Он взял лучинку, опустил ее сверху в прозрачную "урну", осторожно нацепил на нее огненный лоскуток. Вокруг посветлело. Я торопливо полез в карман за папиросами: в блокаде было так – есть огонь, прикуривай; потом неизвестно, будет ли он… Взяв еще парочку щепочек, мы быстрыми шагами пошли вверх по лестнице; нам надо было на пятый этаж. Но на площадке третьего этажа мы дружно остановились: половина площадки отсутствовала, она рухнула вниз; перил не было… Хороши бы были мы тут, в этой преисподней тьме, без света…
Летчик, друг писателя Чуковского, открыл нам и ахнул:
– Товарищи, у вас что же, фонариков нет, что ли? Так как же вы?.. Безобразие какое! Я бы обязательно вас встретил, если бы знал. Спички жгли?
– Какие там спички в сказочном царстве, – с торжеством ответил ему Чуковский. – Вы знаете самый лучший лозунг на свете? "Зажги огонек!" Вот! – Он протянул ему полуобгорелую лучинку. – Видали? И прежде всего отвечайте: кто это? Кто придумал это неугасимое пламя? Кому пришло в голову? Где этот блокадный Прометей? Сейчас же покажите нам его!
Широкое грубоватое лицо летчика (у него-то в руках сиял отличный фонарик, с красным и зеленым светом, мечта моряка на суше) расплылось в счастливой улыбке.
– Ах, значит, добыли-таки древесину? – с удовольствием сказал он. – Ну – молодцы… Вот – молодцы! А то у них тут ее дня три не было, так темнота началась – жуть… Да это тут у нас двое ребят, единственные, которые остались во всем доме… Генка такой и Нинушка: нет, не брат с сестрой, из разных квартир. Говорят: "Мы тоже хотим что-нибудь делать…" Говорят: "Мы же – пионеры!" Да лет по двенадцать, что ли. И вот, придумали: уже второй месяц у них эта неопалимая купина горит. Откуда они керосин, фитили берут, не скажу вам… Но – молодцы, правда ведь?

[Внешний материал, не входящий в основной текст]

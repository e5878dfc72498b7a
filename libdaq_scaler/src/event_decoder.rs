use fxhash::FxHashMap;

use super::constants::{PHYSICS_TRIGGER_MAX, PHYSICS_TRIGGER_MIN};
use super::error::EventError;
use super::fadc::{DataKind, FadcMode, FadcModule};

/// Decoder for one raw event buffer, with multiblock bookkeeping.
///
/// An event buffer is a self-describing run of words: `data[0]` holds the
/// length minus one, the event type tag sits in the top half of `data[1]`,
/// and crate segments follow from `data[2]` as `{payload length, crate id in
/// the top half, payload...}` pairs. Registered modules decode their blocks
/// out of their crate's payload.
///
/// In multiblock mode one readout block carries several sub-events. The
/// decoder owns the cursor: after a load, queries serve sub-event zero;
/// `load_from_multiblock` advances to the next sub-event, and the consumer
/// must check `block_is_done` before requesting another transport read.
#[derive(Debug, Default)]
pub struct EventDecoder {
    modules: Vec<FadcModule>,
    module_index: FxHashMap<(u8, u8), usize>,
    crate_segments: FxHashMap<u8, (usize, usize)>,
    buffer: Vec<u32>,
    event_type: u16,
    block_events: usize,
    cursor: usize,
    loaded: bool,
}

impl EventDecoder {
    pub fn new() -> Self {
        EventDecoder::default()
    }

    /// Register an FADC module to decode at a (crate, slot) address.
    pub fn add_module(&mut self, crate_id: u8, slot: u8, mode: FadcMode) {
        self.module_index
            .insert((crate_id, slot), self.modules.len());
        self.modules.push(FadcModule::new(crate_id, slot, mode));
    }

    /// Load one raw event buffer, decoding every registered module.
    pub fn load_event(&mut self, data: &[u32]) -> Result<(), EventError> {
        if data.is_empty() {
            return Err(EventError::Truncated {
                declared: 1,
                available: 0,
            });
        }
        let declared = data[0] as usize + 1;
        if declared > data.len() {
            return Err(EventError::Truncated {
                declared,
                available: data.len(),
            });
        }
        self.loaded = false;
        self.buffer = data[..declared].to_vec();
        self.event_type = match self.buffer.get(1) {
            Some(word) => (word >> 16) as u16,
            None => 0,
        };

        // Only physics events carry crate segments; dedicated scaler events
        // are a flat bank stream consumers scan through raw_buffer.
        self.crate_segments.clear();
        if self.is_physics_trigger() {
            let mut p = 2;
            while p + 1 < declared {
                let n = self.buffer[p] as usize;
                let crate_id = (self.buffer[p + 1] >> 16) as u8;
                if p + 2 + n > declared {
                    return Err(EventError::SegmentOverrun(crate_id));
                }
                self.crate_segments.insert(crate_id, (p + 2, p + 2 + n));
                p += 2 + n;
            }
        }

        for module in self.modules.iter_mut() {
            match self.crate_segments.get(&module.crate_id()) {
                Some(&(start, end)) => module.decode_block(&self.buffer[start..end])?,
                None => module.clear(),
            }
        }

        self.block_events = self
            .modules
            .iter()
            .map(|m| m.event_count())
            .max()
            .unwrap_or(0)
            .max(1);
        self.cursor = 0;
        self.loaded = true;
        Ok(())
    }

    /// Advance to the next sub-event of the loaded block.
    pub fn load_from_multiblock(&mut self) -> Result<(), EventError> {
        if !self.is_multiblock_mode() {
            return Err(EventError::NotMultiblock);
        }
        if self.block_is_done() {
            return Err(EventError::BlockExhausted);
        }
        self.cursor += 1;
        for module in self.modules.iter_mut() {
            module.set_current(self.cursor);
        }
        Ok(())
    }

    /// Whether the loaded block carries more than one sub-event.
    pub fn is_multiblock_mode(&self) -> bool {
        self.loaded && self.modules.iter().any(|m| m.block_level() > 1)
    }

    /// Whether every sub-event of the loaded block has been served. A
    /// consumer asks this before requesting a new buffer from transport.
    pub fn block_is_done(&self) -> bool {
        !self.is_multiblock_mode() || self.cursor + 1 >= self.block_events
    }

    pub fn event_type(&self) -> u16 {
        self.event_type
    }

    /// Trigger number of the current sub-event, from the first module that
    /// decoded one.
    pub fn event_number(&self) -> u32 {
        self.modules
            .iter()
            .map(|m| m.event_number())
            .find(|&n| n != 0)
            .unwrap_or(0)
    }

    pub fn event_length(&self) -> usize {
        self.buffer.len()
    }

    pub fn is_physics_trigger(&self) -> bool {
        (PHYSICS_TRIGGER_MIN..=PHYSICS_TRIGGER_MAX).contains(&self.event_type)
    }

    /// Direct handle on a decoded module.
    pub fn module(&self, crate_id: u8, slot: u8) -> Option<&FadcModule> {
        self.module_index
            .get(&(crate_id, slot))
            .map(|&i| &self.modules[i])
    }

    /// Generic query path: entry count by full hardware address. Must agree
    /// with the module handle path for every address.
    pub fn num_events(&self, kind: DataKind, crate_id: u8, slot: u8, channel: u8) -> usize {
        self.module(crate_id, slot)
            .map(|m| m.num_events(kind, channel))
            .unwrap_or(0)
    }

    /// Generic query path: one entry by full hardware address.
    pub fn data(&self, kind: DataKind, crate_id: u8, slot: u8, channel: u8, index: usize) -> u32 {
        self.module(crate_id, slot)
            .map(|m| m.data(kind, channel, index))
            .unwrap_or(0)
    }

    /// The whole raw event buffer as loaded. Dedicated scaler events are
    /// scanned across the full buffer rather than per crate segment.
    pub fn raw_buffer(&self) -> &[u32] {
        &self.buffer
    }

    /// Raw payload words of one crate's segment in the current event.
    /// Scaler banks riding in the physics stream are scanned out of this.
    pub fn crate_payload(&self, crate_id: u8) -> &[u32] {
        match self.crate_segments.get(&crate_id) {
            Some(&(start, end)) => &self.buffer[start..end],
            None => &[],
        }
    }
}

#[cfg(test)]
mod tests {
    use super::*;

    fn block_header(slot: u32, block_num: u32, block_level: u32) -> u32 {
        0x8000_0000 | (slot << 22) | (block_num << 8) | block_level
    }

    fn block_trailer(slot: u32, word_count: u32) -> u32 {
        0x8800_0000 | (slot << 22) | word_count
    }

    fn event_header(slot: u32, event_num: u32) -> u32 {
        0x9000_0000 | (slot << 22) | event_num
    }

    fn window_raw(channel: u32, width: u32) -> u32 {
        0xa000_0000 | (channel << 23) | width
    }

    fn sample_pair(first: u32, second: Option<u32>) -> u32 {
        let mut word = (1 << 29) | (first << 16);
        if let Some(s) = second {
            word |= (1 << 13) | s;
        }
        word
    }

    fn pulse_integral(channel: u32, pulse_num: u32, sum: u32) -> u32 {
        0xb800_0000 | (channel << 23) | (pulse_num << 21) | sum
    }

    /// Assemble an event buffer with one crate segment per entry.
    fn event(event_type: u32, segments: &[(u8, Vec<u32>)]) -> Vec<u32> {
        let mut words = vec![0, event_type << 16];
        for (crate_id, payload) in segments {
            words.push(payload.len() as u32);
            words.push((*crate_id as u32) << 16);
            words.extend_from_slice(payload);
        }
        words[0] = words.len() as u32 - 1;
        words
    }

    fn sampled_block(slot: u32, events: &[(u32, &[u32])]) -> Vec<u32> {
        let mut words = vec![block_header(slot, 1, events.len() as u32)];
        for (num, samples) in events {
            words.push(event_header(slot, *num));
            words.push(window_raw(10, samples.len() as u32));
            for pair in samples.chunks(2) {
                words.push(sample_pair(pair[0], pair.get(1).copied()));
            }
        }
        words.push(block_trailer(slot, 0));
        words
    }

    #[test]
    fn test_single_block_event() {
        let mut decoder = EventDecoder::new();
        decoder.add_module(31, 6, FadcMode::Sampled);
        let buffer = event(2, &[(31, sampled_block(6, &[(5, &[100, 200, 300])]))]);
        decoder.load_event(&buffer).unwrap();

        assert_eq!(decoder.event_type(), 2);
        assert_eq!(decoder.event_number(), 5);
        assert!(!decoder.is_multiblock_mode());
        assert!(decoder.block_is_done());
        assert_eq!(decoder.num_events(DataKind::SampledAdc, 31, 6, 10), 3);
        assert_eq!(decoder.data(DataKind::SampledAdc, 31, 6, 10, 2), 300);
        assert!(matches!(
            decoder.load_from_multiblock(),
            Err(EventError::NotMultiblock)
        ));
    }

    #[test]
    fn test_access_paths_agree() {
        let mut decoder = EventDecoder::new();
        decoder.add_module(31, 6, FadcMode::Sampled);
        let buffer = event(2, &[(31, sampled_block(6, &[(5, &[100, 200, 300, 400])]))]);
        decoder.load_event(&buffer).unwrap();

        let module = decoder.module(31, 6).expect("module should be registered");
        assert_eq!(
            module.num_events(DataKind::SampledAdc, 10),
            decoder.num_events(DataKind::SampledAdc, 31, 6, 10)
        );
        for i in 0..module.num_events(DataKind::SampledAdc, 10) {
            assert_eq!(
                module.data(DataKind::SampledAdc, 10, i),
                decoder.data(DataKind::SampledAdc, 31, 6, 10, i)
            );
        }
    }

    #[test]
    fn test_multiblock_sequencing() {
        let mut decoder = EventDecoder::new();
        decoder.add_module(31, 6, FadcMode::SampledMultiblock);
        let buffer = event(
            2,
            &[(31, sampled_block(6, &[(10, &[1, 2]), (11, &[3, 4]), (12, &[5, 6])]))],
        );
        decoder.load_event(&buffer).unwrap();

        assert!(decoder.is_multiblock_mode());
        assert!(!decoder.block_is_done());
        assert_eq!(decoder.event_number(), 10);
        assert_eq!(decoder.data(DataKind::SampledAdc, 31, 6, 10, 0), 1);

        decoder.load_from_multiblock().unwrap();
        assert_eq!(decoder.event_number(), 11);
        assert_eq!(decoder.data(DataKind::SampledAdc, 31, 6, 10, 0), 3);
        assert!(!decoder.block_is_done());

        decoder.load_from_multiblock().unwrap();
        assert_eq!(decoder.event_number(), 12);
        assert!(decoder.block_is_done());
        assert!(matches!(
            decoder.load_from_multiblock(),
            Err(EventError::BlockExhausted)
        ));
    }

    #[test]
    fn test_integral_module() {
        let mut decoder = EventDecoder::new();
        decoder.add_module(31, 6, FadcMode::Integral);
        let payload = vec![
            block_header(6, 1, 1),
            event_header(6, 9),
            pulse_integral(10, 0, 70000),
            block_trailer(6, 4),
        ];
        let buffer = event(2, &[(31, payload)]);
        decoder.load_event(&buffer).unwrap();
        assert_eq!(decoder.num_events(DataKind::PulseIntegral, 31, 6, 10), 1);
        assert_eq!(decoder.data(DataKind::PulseIntegral, 31, 6, 10, 0), 70000);
    }

    #[test]
    fn test_crate_payload_exposed() {
        let mut decoder = EventDecoder::new();
        let buffer = event(2, &[(8, vec![0xabc4_0002, 7, 9]), (7, vec![0xceb4_0001, 3])]);
        decoder.load_event(&buffer).unwrap();
        assert_eq!(decoder.crate_payload(8), &[0xabc4_0002, 7, 9]);
        assert_eq!(decoder.crate_payload(7), &[0xceb4_0001, 3]);
        assert!(decoder.crate_payload(9).is_empty());
    }

    #[test]
    fn test_dedicated_scaler_event_stays_flat() {
        let mut decoder = EventDecoder::new();
        let buffer = [3u32, 140 << 16, 0xabc4_0001, 55];
        decoder.load_event(&buffer).unwrap();
        assert_eq!(decoder.event_type(), 140);
        assert!(decoder.crate_payload(8).is_empty());
        assert_eq!(decoder.raw_buffer(), &buffer);
    }

    #[test]
    fn test_truncated_event_rejected() {
        let mut decoder = EventDecoder::new();
        let buffer = [10u32, 2 << 16, 0];
        assert!(matches!(
            decoder.load_event(&buffer),
            Err(EventError::Truncated {
                declared: 11,
                available: 3
            })
        ));
    }

    #[test]
    fn test_segment_overrun_rejected() {
        let mut decoder = EventDecoder::new();
        // Segment claims 50 payload words, event holds 1
        let buffer = [4u32, 2 << 16, 50, 31 << 16, 0];
        assert!(matches!(
            decoder.load_event(&buffer),
            Err(EventError::SegmentOverrun(31))
        ));
    }
}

Кончилась война. Николай Корнеевич Чуковский переехал в Москву, я остался в Ленинграде. Встречаться нам с ним теперь приходилось нечасто. Но каждый раз, как это случалось, мы, еще даже не успев пожать друг другу руки, улыбались, как заговорщики, и произносили, точно пароль на фронте, одну и ту же фразу: она пропускала нас в царство воспоминаний, у дверей которого, из глубокой тьмы, выступали перед нами две худенькие ребячьи фигурки. Мы говорили: "Зажги огонек!" И вокруг нас и у пас на душах сразу становилось светлее и теплее.
Я не знаю, сколько я еще проживу на свете, но этого удивительного призыва я не забуду никогда.
Она,
….
Летит, как пух от уст Эола;
То стан совьет, то разовьет
И быстрой ножкой ножку бьет.
А. С. Пушкин
Эол был северо-восточным, неистовым. Повизгивая и позванивая острыми осколками стекол, выбитых разрывами бомб, он врывался в коридоры, на лестницы, в артистические уборные, на сцену.

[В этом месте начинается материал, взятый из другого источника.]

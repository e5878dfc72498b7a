use super::constants::FADC_CHANNELS;
use super::error::EventError;

/// Operating mode of one FADC module, fixed by the trigger setup.
#[derive(Debug, Clone, Copy, PartialEq, Eq)]
pub enum FadcMode {
    /// Raw waveform samples over the acquisition window.
    Sampled,
    /// Firmware-integrated pulses, one sum per pulse.
    Integral,
    /// Raw waveform samples, several events per readout block.
    SampledMultiblock,
}

impl FadcMode {
    /// The mode codes used by the acquisition configuration.
    pub fn code(self) -> u8 {
        match self {
            FadcMode::Sampled => 1,
            FadcMode::Integral => 7,
            FadcMode::SampledMultiblock => 8,
        }
    }

    pub fn from_code(code: u8) -> Option<Self> {
        match code {
            1 => Some(FadcMode::Sampled),
            7 => Some(FadcMode::Integral),
            8 => Some(FadcMode::SampledMultiblock),
            _ => None,
        }
    }

    pub fn emits_samples(self) -> bool {
        matches!(self, FadcMode::Sampled | FadcMode::SampledMultiblock)
    }
}

/// Which decoded quantity a data query asks for.
#[derive(Debug, Clone, Copy, PartialEq, Eq)]
pub enum DataKind {
    SampledAdc,
    PulseIntegral,
}

/// One 32-bit word of the FADC data stream, decoded by type.
///
/// Type-defining words carry bit 31 with the type in bits 27-30; everything
/// else is a continuation word holding two 13-bit samples (bits 29 and 13
/// flag which halves are valid).
#[derive(Debug, Clone, Copy, PartialEq, Eq)]
pub enum FadcWord {
    BlockHeader {
        slot: u8,
        block_num: u32,
        block_level: u8,
    },
    BlockTrailer {
        slot: u8,
        word_count: u32,
    },
    EventHeader {
        slot: u8,
        event_num: u32,
    },
    TriggerTime {
        time: u32,
    },
    WindowRaw {
        channel: u8,
        width: u16,
    },
    PulseIntegral {
        channel: u8,
        pulse_num: u8,
        sum: u32,
    },
    Filler,
    Invalid,
    /// Continuation word; interpretation depends on the preceding header.
    Raw(u32),
}

impl FadcWord {
    pub fn decode(word: u32) -> FadcWord {
        if word & 0x8000_0000 == 0 {
            return FadcWord::Raw(word);
        }
        let slot = ((word >> 22) & 0x1f) as u8;
        let channel = ((word >> 23) & 0xf) as u8;
        match (word >> 27) & 0xf {
            0x0 => FadcWord::BlockHeader {
                slot,
                block_num: (word >> 8) & 0x3fff,
                block_level: (word & 0xff) as u8,
            },
            0x1 => FadcWord::BlockTrailer {
                slot,
                word_count: word & 0x3f_ffff,
            },
            0x2 => FadcWord::EventHeader {
                slot,
                event_num: word & 0x3f_ffff,
            },
            0x3 => FadcWord::TriggerTime { time: word & 0xff_ffff },
            0x4 => FadcWord::WindowRaw {
                channel,
                width: (word & 0xfff) as u16,
            },
            0x7 => FadcWord::PulseIntegral {
                channel,
                pulse_num: ((word >> 21) & 0x3) as u8,
                sum: word & 0x7_ffff,
            },
            0xf => FadcWord::Filler,
            _ => FadcWord::Invalid,
        }
    }

    /// Both samples of a continuation word, in time order, None where the
    /// valid flag is clear.
    pub fn sample_pair(word: u32) -> [Option<u32>; 2] {
        let hi = (word >> 29 & 1 == 1).then_some((word >> 16) & 0x1fff);
        let lo = (word >> 13 & 1 == 1).then_some(word & 0x1fff);
        [hi, lo]
    }
}

/// Decoded data of one sub-event for one module.
#[derive(Debug, Clone)]
struct EventData {
    number: u32,
    samples: Vec<Vec<u32>>,
    pulses: Vec<Vec<u32>>,
}

impl EventData {
    fn new(number: u32) -> Self {
        EventData {
            number,
            samples: vec![Vec::new(); FADC_CHANNELS],
            pulses: vec![Vec::new(); FADC_CHANNELS],
        }
    }
}

/// One FADC module at a fixed (crate, slot) address.
///
/// Decoding fills per-channel stores for every sub-event of the readout
/// block; queries address the sub-event selected by the decoder's
/// multiblock cursor. The two retrieval paths (module handle and
/// address-based query on the decoder) read the same stores, so they cannot
/// disagree.
#[derive(Debug, Clone)]
pub struct FadcModule {
    crate_id: u8,
    slot: u8,
    mode: FadcMode,
    block_level: u8,
    events: Vec<EventData>,
    current: usize,
}

impl FadcModule {
    pub fn new(crate_id: u8, slot: u8, mode: FadcMode) -> Self {
        FadcModule {
            crate_id,
            slot,
            mode,
            block_level: 0,
            events: Vec::new(),
            current: 0,
        }
    }

    pub fn crate_id(&self) -> u8 {
        self.crate_id
    }

    pub fn slot(&self) -> u8 {
        self.slot
    }

    pub fn mode(&self) -> FadcMode {
        self.mode
    }

    /// Events per readout block announced by the last block header.
    pub fn block_level(&self) -> u8 {
        self.block_level
    }

    /// Sub-events decoded from the last readout block.
    pub fn event_count(&self) -> usize {
        self.events.len()
    }

    pub(crate) fn clear(&mut self) {
        self.block_level = 0;
        self.events.clear();
        self.current = 0;
    }

    pub(crate) fn set_current(&mut self, index: usize) {
        self.current = index;
    }

    /// Decode this module's block out of a crate payload.
    ///
    /// Words before our block header and words of other slots are skipped.
    /// A block header without a matching trailer is a structural error.
    pub(crate) fn decode_block(&mut self, payload: &[u32]) -> Result<(), EventError> {
        self.clear();
        let mut in_block = false;
        let mut window: Option<(u8, u16)> = None; // channel, samples still due
        for &raw in payload {
            let word = FadcWord::decode(raw);
            if !in_block {
                if let FadcWord::BlockHeader {
                    slot, block_level, ..
                } = word
                {
                    if slot == self.slot {
                        in_block = true;
                        self.block_level = block_level;
                    }
                }
                continue;
            }
            match word {
                FadcWord::BlockTrailer { slot, .. } if slot == self.slot => return Ok(()),
                FadcWord::EventHeader { slot, event_num } if slot == self.slot => {
                    self.events.push(EventData::new(event_num));
                    window = None;
                }
                FadcWord::TriggerTime { .. } | FadcWord::Filler => (),
                FadcWord::WindowRaw { channel, width } if self.mode.emits_samples() => {
                    window = Some((channel, width));
                }
                FadcWord::Raw(w) => {
                    if let Some((channel, due)) = window {
                        window = self.fill_samples(channel, due, w);
                    }
                }
                FadcWord::PulseIntegral { channel, sum, .. }
                    if self.mode == FadcMode::Integral =>
                {
                    if let Some(event) = self.events.last_mut() {
                        if (channel as usize) < FADC_CHANNELS {
                            event.pulses[channel as usize].push(sum);
                        }
                    }
                }
                // Words for other slots or modes are not ours to interpret
                _ => window = None,
            }
        }
        Err(EventError::UnterminatedBlock(self.slot))
    }

    /// Append the valid halves of one continuation word to a window,
    /// returning the still-open window if samples remain due.
    fn fill_samples(&mut self, channel: u8, due: u16, word: u32) -> Option<(u8, u16)> {
        let Some(event) = self.events.last_mut() else {
            return None;
        };
        if channel as usize >= FADC_CHANNELS {
            return None;
        }
        let mut remaining = due;
        for sample in FadcWord::sample_pair(word).into_iter().flatten() {
            if remaining == 0 {
                break;
            }
            event.samples[channel as usize].push(sample);
            remaining -= 1;
        }
        (remaining > 0).then_some((channel, remaining))
    }

    /// Number of entries for a channel in the current sub-event.
    pub fn num_events(&self, kind: DataKind, channel: u8) -> usize {
        let Some(event) = self.events.get(self.current) else {
            return 0;
        };
        if channel as usize >= FADC_CHANNELS {
            return 0;
        }
        match kind {
            DataKind::SampledAdc => event.samples[channel as usize].len(),
            DataKind::PulseIntegral => event.pulses[channel as usize].len(),
        }
    }

    /// One entry for a channel in the current sub-event; absent data reads
    /// as zero.
    pub fn data(&self, kind: DataKind, channel: u8, index: usize) -> u32 {
        let Some(event) = self.events.get(self.current) else {
            return 0;
        };
        if channel as usize >= FADC_CHANNELS {
            return 0;
        }
        let store = match kind {
            DataKind::SampledAdc => &event.samples[channel as usize],
            DataKind::PulseIntegral => &event.pulses[channel as usize],
        };
        store.get(index).copied().unwrap_or(0)
    }

    /// Trigger number of the current sub-event.
    pub fn event_number(&self) -> u32 {
        self.events.get(self.current).map(|e| e.number).unwrap_or(0)
    }
}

"Уста" его дули не переставая, и "внутренний", особенно злой, иней – не тот, который превращает деревья на бульварах в канделябры, вычеканенные из серебра, а тот, который похожим на морозную плесень налетом облепляет обои комнат, красное дерево шкафов и черное – роялей, – этот безнадежный иней покойницких и руин, летел как пух от темных свирепых уст.
Спектакль кончился. Надо было – ничего не поделаешь – идти домой. А идти значило перемещаться из одной стужи – стужи кулис и колосников – в другую, уличную, более честную, но и более свирепую. Потом – в третью, квартирную, совсем уж безвыходную, тесно слитую с вечными потемками – затемнение! – с копотью и запахом керосиновой коптилки и сырости. Потом – в четвертую, самую страшную, – в стужу постели… До утра!